The police arrived to find Hsu screaming in the lobby of the house, and despite the objections of the Chinese officials present, they took him to the Red Cross Hospital, where doctors began treatment for spinal and internal injuries. Whilst in the hospital's X-ray department, three Chinese men entered the room, placed Hsu on a stretcher and carried him to a car bearing diplomatic plates. The car drove to the Chinese legation at Adriaan Goekooplaan 7, The Hague, located in the mansion of the charge d'affaires Li En-chiu, where Hsu later died on the Sunday afternoon. Hsu's body was seized by Dutch police for post-mortem examination, when they intercepted a hearse carrying the body from the legation to a crematorium.

==Diplomatic response==
Dutch police sought to question Hsu's eight colleagues regarding his death, however the Chinese legation refused to allow this.

On 19 July, the Dutch government ordered the expulsion of the Chinese charge d'affaires, Li En-chiu. China responded by declaring Gerrit Jan Jongejans, the Dutch envoy in Peking, persona non grata, although he was prevented from leaving the country until the eight engineers were released.

In December, it was announced that a 10-foot (3 metre) fence would be constructed around the grounds of the legation to prevent the engineers from leaving covertly. On 30 December, five-and-a-half months after the incident, the Chinese relented to police questioning the engineers, on the condition that they be immediately allowed to return to China. The Dutch prosecutors decided that Hsu's colleagues were not complicit in his death, and they were permitted to leave the Netherlands. The Chinese officials who had abducted Hsu from the hospital could not be prosecuted due to diplomatic immunity.

==Accounts of the incident==
There are several contradictory accounts of Hsu's death and the events leading up to it, however each account contains some element of espionage and defection.

The Chinese government accused the Dutch government of responsibility for Hsu's death.
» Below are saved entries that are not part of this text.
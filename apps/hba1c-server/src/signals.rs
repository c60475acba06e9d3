use tokio::signal;

/// Resolve when Ctrl+C or SIGTERM arrives.
///
/// Signal handler installation failures are logged and that source is
/// treated as never firing, so the server keeps running.
pub async fn shutdown_signal() {
    tokio::select! {
        () = ctrl_c() => tracing::info!("Received Ctrl+C signal"),
        () = sigterm() => tracing::info!("Received SIGTERM signal"),
    }
    tracing::info!("Shutdown signal received, draining in-flight requests");
}

async fn ctrl_c() {
    if let Err(e) = signal::ctrl_c().await {
        tracing::error!(%e, "Error handling Ctrl+C signal");
        std::future::pending::<()>().await;
    }
}

#[cfg(unix)]
async fn sigterm() {
    match signal::unix::signal(signal::unix::SignalKind::terminate()) {
        Ok(mut handler) => {
            handler.recv().await;
        }
        Err(e) => {
            tracing::error!(%e, "Failed to install SIGTERM handler");
            std::future::pending::<()>().await;
        }
    }
}

#[cfg(not(unix))]
async fn sigterm() {
    std::future::pending::<()>().await;
}
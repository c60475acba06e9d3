use std::sync::Arc;

use axum::Json;
use axum::extract::Extension;
use hba1c_classifier_sdk::{ClassifierError, Hba1cClassifierApi};

use super::dto::ClassificationDto;
use super::error::ApiError;
use super::extract::ResolvedInput;

/// Classify the `hba1c` value carried by the request body or query string.
///
/// # Errors
/// Returns `ApiError` for a missing or non-numeric value and for any
/// unexpected classifier failure.
pub async fn classify(
    Extension(svc): Extension<Arc<dyn Hba1cClassifierApi>>,
    ResolvedInput(input): ResolvedInput,
) -> Result<Json<ClassificationDto>, ApiError> {
    let input = input.ok_or(ClassifierError::MissingField)?;
    let classification = svc.classify(&input)?;
    Ok(Json(classification.into()))
}
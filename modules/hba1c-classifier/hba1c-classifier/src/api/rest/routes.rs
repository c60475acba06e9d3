use std::sync::Arc;

use axum::routing::any;
use axum::{Extension, Router};
use hba1c_classifier_sdk::Hba1cClassifierApi;
use tower_http::catch_panic::CatchPanicLayer;

use crate::api::rest::{error, handlers};

/// Build the classifier router.
///
/// The handler answers on `/` for every method and is also the fallback, so
/// any path reaches it. Panics inside the handler become a 500 JSON body.
pub fn router(service: Arc<dyn Hba1cClassifierApi>) -> Router {
    Router::new()
        .route("/", any(handlers::classify))
        .fallback(handlers::classify)
        .layer(Extension(service))
        .layer(CatchPanicLayer::custom(error::handle_panic))
}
The Chinese foreign affairs department released a statement saying that Hsu had jumped from the building in an attempt to escape from agents of the United States Central Intelligence Agency who were trying to convince him to defect with the support of Dutch intelligence.

On 10 September 1966, a correspondent for The Observer newspaper—citing Dutch official sources—stated that it was believed Hsu had been run over by a car after a formula for liquid rocket fuel was found on him, and that he had been left lying outside the legation to suggest he had tried to commit suicide by jumping out of the window. The Observer also said it was almost certain that Hsu had given a sample of rocket fuel to American intelligence agents, and was seeking to defect to the West. The Dutch public broadcaster, NPO, reported that the Domestic Security Service (Binnenlandse Veiligheidsdienst – BVD) had also conducted an investigation, which outlined the agency's suspicions that Hsu was a potential defector who had been approached by the CIA.

In 1974, the historian Donald McCormick (writing as Richard Deacon) devoted a chapter of his book, A History of the Chinese Secret Service, to the Hsu incident in which he suggests that the CIA had offered Hsu "a million dollars" to defect to the U.S. Embassy with a parcel containing a sample of "poison gas". A declassified review of McCormick's book by Stanley Bergman for the CIA newsletter called the author's account an "imaginative concoction" and "fiction fantasy". Bergman cites Liao Ho-shu (second secretary at the Chinese legation who later defected to the United States), who stated that Hsu had intended to defect and fell when he attempted to climb from the window using bedsheets tied together. Bergman also denies that the CIA had approached Hsu to defect, and that CIA-affiliated scientists who had spoken with Hsu at the conference had reported no indications that he intended to seek asylum.

The Dutch espionage documentary series James Bond in Den Haag (James Bond in The Hague) covered the "Chinese Affair" in episode 4 of the series on 20 February 2013.